Vitamin D receptor gene polymorphisms/haplotypes and serum 25(OH)D₃ levels in Hashimoto’s thyroiditis

Vitamin D deficiency and/or reduced function, as per certain polymorphisms of the vitamin D receptor (VDR) gene, have been related to several autoimmune disorders. The present study was aimed to investigate the association of Hashimoto’s thyroiditis with vitamin D status and functional polymorphisms (SNPs) of the VDR gene. In this case–control study, 200 euthyroid subjects were enrolled: 100 newly diagnosed HT patients (87 F, 13 M; mean age ± SD 42 ± 15 year) and 100 healthy individuals, matched for age, sex, BMI, and month of blood sampling. Serum 25(OH)D₃ was measured by HPLC. The VDR SNPs BsmI, ApaI, and TaqI, in strong linkage disequilibrium with each other, were detected by restriction fragment length polymorphism-PCR. The prevalence of vitamin D deficiency in HT patients was significantly higher than that in the control group (70 vs 18.2 %; p <0.0001), and median serum 25(OH)D₃ level was significantly lower in HT patients than controls (median value: 16.2 vs 37.4 ng/ml; p = 0.026). Moreover, there was a significant inverse correlation between serum 25(OH)D₃ and TPOAb concentration (r = −0.669; p = 0.034).
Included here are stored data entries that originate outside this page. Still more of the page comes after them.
// Debug logging module for asynchronous decision logging
//
// This module provides fire-and-forget async logging to avoid blocking
// the main request/response cycle. Each decision is written as one line of
// a JSONL file together with the root statistics that produced it, which is
// the input format of the replay tool.

use log::error;
use serde::{Deserialize, Serialize};
use std::sync::Arc;
use tokio::fs::{File, OpenOptions};
use tokio::io::AsyncWriteExt;
use tokio::sync::Mutex;

use crate::mcts::{ChildStats, SearchReport};
use crate::types::{Board, Direction, Game};

/// Represents a single debug log entry
#[derive(Debug, Clone, Serialize, Deserialize)]
pub struct DebugLogEntry {
    pub turn: i32,
    pub you_id: String,
    pub chosen_move: Direction,
    #[serde(default)]
    pub game: Game,
    pub board: Board,
    #[serde(default)]
    pub children: Vec<ChildStats>,
    #[serde(default)]
    pub iterations: u32,
    #[serde(default)]
    pub tree_size: usize,
    #[serde(default)]
    pub elapsed_ms: u64,
    pub timestamp: String,
}

/// Shared debug logger state
/// Uses Arc<Mutex<File>> to allow concurrent async writes from multiple tasks
#[derive(Clone)]
pub struct DebugLogger {
    file: Arc<Mutex<Option<File>>>,
    enabled: bool,
}

impl DebugLogger {
    /// Creates a new debug logger
    /// If enabled is true, initializes the log file (truncating if it exists)
    pub async fn new(enabled: bool, log_file_path: &str) -> Self {
        if !enabled {
            return Self::disabled();
        }

        match OpenOptions::new()
            .create(true)
            .write(true)
            .truncate(true)
            .open(log_file_path)
            .await
        {
            Ok(file) => {
                log::info!("Debug logging enabled: {}", log_file_path);
                DebugLogger {
                    file: Arc::new(Mutex::new(Some(file))),
                    enabled: true,
                }
            }
            Err(e) => {
                error!("Failed to create debug log file '{}': {}", log_file_path, e);
                Self::disabled()
            }
        }
    }

    /// Creates a disabled debug logger (no-op)
    pub fn disabled() -> Self {
        DebugLogger {
            file: Arc::new(Mutex::new(None)),
            enabled: false,
        }
    }

    pub fn is_enabled(&self) -> bool {
        self.enabled
    }

    /// Logs a move decision asynchronously (fire-and-forget)
    /// This spawns a tokio task that writes to the file without blocking
    pub fn log_move(&self, turn: i32, game: Game, board: Board, you_id: String, report: &SearchReport) {
        if !self.enabled {
            return;
        }

        let entry = DebugLogEntry {
            turn,
            you_id,
            chosen_move: report.chosen,
            game,
            board,
            children: report.children.clone(),
            iterations: report.iterations,
            tree_size: report.tree_size,
            elapsed_ms: report.elapsed_ms,
            timestamp: chrono::Utc::now().to_rfc3339(),
        };
        let file_handle = self.file.clone();

        tokio::spawn(async move {
            Self::write_entry(file_handle, entry).await;
        });
    }

    /// Internal async function that performs the actual file write
    async fn write_entry(file_handle: Arc<Mutex<Option<File>>>, entry: DebugLogEntry) {
        let mut file_guard = file_handle.lock().await;

        if let Some(file) = file_guard.as_mut() {
            match serde_json::to_string(&entry) {
                Ok(json_line) => {
                    let line_with_newline = format!("{}\n", json_line);
                    if let Err(e) = file.write_all(line_with_newline.as_bytes()).await {
                        error!("Failed to write debug log entry: {}", e);
                    } else if let Err(e) = file.flush().await {
                        error!("Failed to flush debug log: {}", e);
                    }
                }
                Err(e) => {
                    error!("Failed to serialize debug log entry: {}", e);
                }
            }
        }
    }

    /// Writes `entry` and waits for it to hit the file
    pub async fn log_entry(&self, entry: DebugLogEntry) {
        if self.enabled {
            Self::write_entry(self.file.clone(), entry).await;
        }
    }
}

#[cfg(test)]
mod tests {
    use super::*;
    use crate::types::{Battlesnake, Coord};

    fn entry(turn: i32) -> DebugLogEntry {
        let you = Battlesnake {
            id: "me".to_string(),
            name: "me".to_string(),
            health: 90,
            body: vec![Coord { x: 2, y: 2 }, Coord { x: 2, y: 1 }],
            head: Coord { x: 2, y: 2 },
            length: 2,
            latency: "0".to_string(),
            shout: None,
        };
        DebugLogEntry {
            turn,
            you_id: "me".to_string(),
            chosen_move: Direction::Up,
            game: Game::default(),
            board: Board {
                height: 11,
                width: 11,
                food: vec![],
                snakes: vec![you],
                hazards: vec![],
            },
            children: vec![],
            iterations: 10,
            tree_size: 20,
            elapsed_ms: 1,
            timestamp: chrono::Utc::now().to_rfc3339(),
        }
    }

    #[tokio::test]
    async fn test_entries_are_written_one_per_line() {
        let path = std::env::temp_dir().join(format!(
            "mcts_snake_debug_{}.jsonl",
            std::process::id()
        ));
        let path_str = path.to_string_lossy().to_string();

        let logger = DebugLogger::new(true, &path_str).await;
        assert!(logger.is_enabled());
        logger.log_entry(entry(1)).await;
        logger.log_entry(entry(2)).await;

        let contents = std::fs::read_to_string(&path).unwrap();
        let lines: Vec<&str> = contents.lines().collect();
        assert_eq!(lines.len(), 2);
        let parsed: DebugLogEntry = serde_json::from_str(lines[1]).unwrap();
        assert_eq!(parsed.turn, 2);
        assert_eq!(parsed.chosen_move, Direction::Up);
        assert!(lines[0].contains(r#""chosen_move":"up""#));

        let _ = std::fs::remove_file(&path);
    }

    #[tokio::test]
    async fn test_disabled_logger_writes_nothing() {
        let logger = DebugLogger::new(false, "should_not_exist.jsonl").await;
        assert!(!logger.is_enabled());
        logger.log_entry(entry(1)).await;
        assert!(!std::path::Path::new("should_not_exist.jsonl").exists());
    }
}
Contrarily, the genotype distribution of the studied SNPs was not different in the two groups (BsmI p = 0.783; ApaI p = 0.512; TaqI p = 0.471), as was the allelic frequency [f(B) p = 0.776, f(b) p = 0.887; f(A) p = 0.999, f(a) p = 0.999; f(T) p = 0.617; f(t) p = 0.617]. The present study first investigates newly diagnosed untreated HT and suggests that vitamin D deficiency may contribute to HT development and/or progression, acting as an environmental trigger, while the VDR locus does not appear to be involved in conditioning the genetic susceptibility to the disease, at least in Caucasians.